Rent Control 
The mayor's affordable housing plan has exceeded expectations—so far. But the future of reasonable rent remains in doubt.
Mayor Michael Hancock at the groundbreaking of an affordable housing complex in Park Hill
It’s no secret that Denver is quickly becoming one of the country’s most expensive rental markets: The average price for a one-bedroom apartment is now $1,314 a month. If you can’t afford that (and if you make minimum wage or are a student-loan-strapped millennial, you probably can’t), the city’s affordable housing program is supposed to kick in. “Affordable housing,” in this case, refers to apartments and homes effectively subsidized by the government so that rents for one-bedrooms sit as much as $1,000 below the average monthly rate. In 2013, Mayor Michael Hancock launched the 3x5 Affordable Housing Initiative, an effort to build, preserve, or rehab 3,000 units within five years. Since then, Denver has added more than 500 newly built units, bringing the total number of affordable housing units above 21,000; another 1,637 are in the pipeline. In fact, the program has been so successful that the city has proposed spending $150 million over 10 years to create or preserve 6,000 units.
Before we start celebrating, though, there’s a problem. It comes from the preservation part of the equation. To keep affordable housing affordable, the city negotiates long-term covenants—most range from 20 to 30 years—with property owners. If landlords keep their rents low, they can access financing for construction or renovations from the city with more favorable terms than they could from a bank. While Denver has renewed covenants with landlords on more than 800 pads in the past two years, the city is worried that property owners will not continue re-upping their deals. It’s tough to blame them when landlords could make a lot more if they charged market rates or sold their properties. And if the owners of the more than 900 units due for renewal in 2016 decide to test the market, Denver could lose as much affordable housing as it’s building.
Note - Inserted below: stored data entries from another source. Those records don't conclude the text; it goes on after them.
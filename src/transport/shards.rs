//! Shard management for room fan-out
//!
//! Every connected user of a room is placed in one of K fixed shards by
//! hashing the user id. The broadcast dispatcher runs one delivery task per
//! shard, so K bounds per-broadcast fan-out concurrency.
//!
//! Rooms live in a concurrent map; a room's shard table is only mutated while
//! holding that room's entry, so there is no lock spanning rooms.

use std::collections::{BTreeMap, HashSet};
use std::sync::atomic::{AtomicU64, Ordering};

use dashmap::DashMap;
use dashmap::mapref::entry::Entry;
use serde::Serialize;
use tracing::debug;

use crate::protocol::messages::{NUM_SHARDS, RoomId, ShardId, UserId};

/// Configuration for shard management
#[derive(Debug, Clone)]
pub struct ShardConfig {
    /// Number of shards per room (default: 2)
    pub num_shards: ShardId,
}

impl Default for ShardConfig {
    fn default() -> Self {
        Self {
            num_shards: NUM_SHARDS,
        }
    }
}

/// Shard index → connected users, for one room
pub type RoomShardTable = BTreeMap<ShardId, HashSet<UserId>>;

/// Shard manager counters
#[derive(Debug, Clone, Default, PartialEq, Eq, Serialize)]
pub struct ShardStats {
    pub rooms: usize,
    pub users: usize,
    pub assignments: u64,
    pub removals: u64,
}

/// DJB2 over the user id bytes
#[inline]
fn djb2(bytes: &[u8]) -> u64 {
    bytes.iter().fold(5381u64, |hash, &b| {
        hash.wrapping_mul(33).wrapping_add(u64::from(b))
    })
}

/// Tracks which shard each connected user of each room belongs to
#[derive(Debug)]
pub struct ShardManager {
    config: ShardConfig,
    rooms: DashMap<RoomId, RoomShardTable>,
    assignments: AtomicU64,
    removals: AtomicU64,
}

impl ShardManager {
    pub fn new(config: ShardConfig) -> Self {
        let config = ShardConfig {
            num_shards: config.num_shards.max(1),
        };
        Self {
            config,
            rooms: DashMap::new(),
            assignments: AtomicU64::new(0),
            removals: AtomicU64::new(0),
        }
    }

    pub fn with_defaults() -> Self {
        Self::new(ShardConfig::default())
    }

    pub fn num_shards(&self) -> ShardId {
        self.config.num_shards
    }

    /// Shard a user lands in, independent of any room
    #[inline]
    pub fn shard_for_user(&self, user_id: &str) -> ShardId {
        (djb2(user_id.as_bytes()) % u64::from(self.config.num_shards)) as ShardId
    }

    /// Place a user in its shard for a room. Idempotent.
    pub fn assign(&self, room_id: &str, user_id: &str) -> ShardId {
        let shard_id = self.shard_for_user(user_id);
        let inserted = self
            .rooms
            .entry(room_id.to_string())
            .or_default()
            .entry(shard_id)
            .or_default()
            .insert(user_id.to_string());

        if inserted {
            self.assignments.fetch_add(1, Ordering::Relaxed);
            debug!(room_id = %room_id, user_id = %user_id, shard_id, "User assigned to shard");
        }
        shard_id
    }

    /// Remove a user from a room, pruning empty shards and the room itself
    pub fn remove(&self, room_id: &str, user_id: &str) -> bool {
        let Entry::Occupied(mut room) = self.rooms.entry(room_id.to_string()) else {
            return false;
        };

        let table = room.get_mut();
        let mut removed = false;
        table.retain(|_, users| {
            removed |= users.remove(user_id);
            !users.is_empty()
        });
        if table.is_empty() {
            room.remove();
        }

        if removed {
            self.removals.fetch_add(1, Ordering::Relaxed);
            debug!(room_id = %room_id, user_id = %user_id, "User removed from shard");
        }
        removed
    }

    /// Drop all sharding state for a room
    pub fn clear(&self, room_id: &str) {
        if self.rooms.remove(room_id).is_some() {
            debug!(room_id = %room_id, "Cleared shard table");
        }
    }

    /// Every connected user of a room
    pub fn all_users(&self, room_id: &str) -> HashSet<UserId> {
        self.rooms
            .get(room_id)
            .map(|table| table.values().flatten().cloned().collect())
            .unwrap_or_default()
    }

    /// Users of one shard of a room
    pub fn users_in_shard(&self, room_id: &str, shard_id: ShardId) -> HashSet<UserId> {
        self.rooms
            .get(room_id)
            .and_then(|table| table.get(&shard_id).cloned())
            .unwrap_or_default()
    }

    /// Number of connected users in a room
    pub fn total_users(&self, room_id: &str) -> usize {
        self.rooms
            .get(room_id)
            .map(|table| table.values().map(HashSet::len).sum())
            .unwrap_or(0)
    }

    /// Copy of a room's shard table, taken under the room's entry lock
    pub fn snapshot(&self, room_id: &str) -> RoomShardTable {
        self.rooms
            .get(room_id)
            .map(|table| table.clone())
            .unwrap_or_default()
    }

    /// Users per shard for a room
    pub fn shard_distribution(&self, room_id: &str) -> BTreeMap<ShardId, usize> {
        self.rooms
            .get(room_id)
            .map(|table| table.iter().map(|(id, users)| (*id, users.len())).collect())
            .unwrap_or_default()
    }

    /// Shard currently holding a user in a room, if connected
    pub fn shard_of(&self, room_id: &str, user_id: &str) -> Option<ShardId> {
        let table = self.rooms.get(room_id)?;
        table
            .iter()
            .find(|(_, users)| users.contains(user_id))
            .map(|(id, _)| *id)
    }

    pub fn contains_room(&self, room_id: &str) -> bool {
        self.rooms.contains_key(room_id)
    }

    /// Log how a room's users are spread over shards
    pub fn log_shard_balance(&self, room_id: &str) {
        let distribution = self.shard_distribution(room_id);
        let total: usize = distribution.values().sum();
        debug!(
            room_id = %room_id,
            total_users = total,
            shards = ?distribution,
            "Shard balance"
        );
    }

    pub fn stats(&self) -> ShardStats {
        ShardStats {
            rooms: self.rooms.len(),
            users: self
                .rooms
                .iter()
                .map(|room| room.values().map(HashSet::len).sum::<usize>())
                .sum(),
            assignments: self.assignments.load(Ordering::Relaxed),
            removals: self.removals.load(Ordering::Relaxed),
        }
    }
}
So how does the city entice owners to renew their covenants? Play upon their goodwill, of course. Beyond betting on benevolence—always a dicey proposition—the Mile High City is also implementing new strategies to hang onto expiring covenants. Last fall the Denver City Council extended the notice landlords are required to provide if they choose not to renew from seven months to a year. Denver also gets first right of refusal if an owner decides to sell her property before a covenant expires, which allows the city to ensure the building remains in affordable housing stock. Modest weapons, for sure. But at least Denverites now have something in their arsenal in the fight for affordable housing.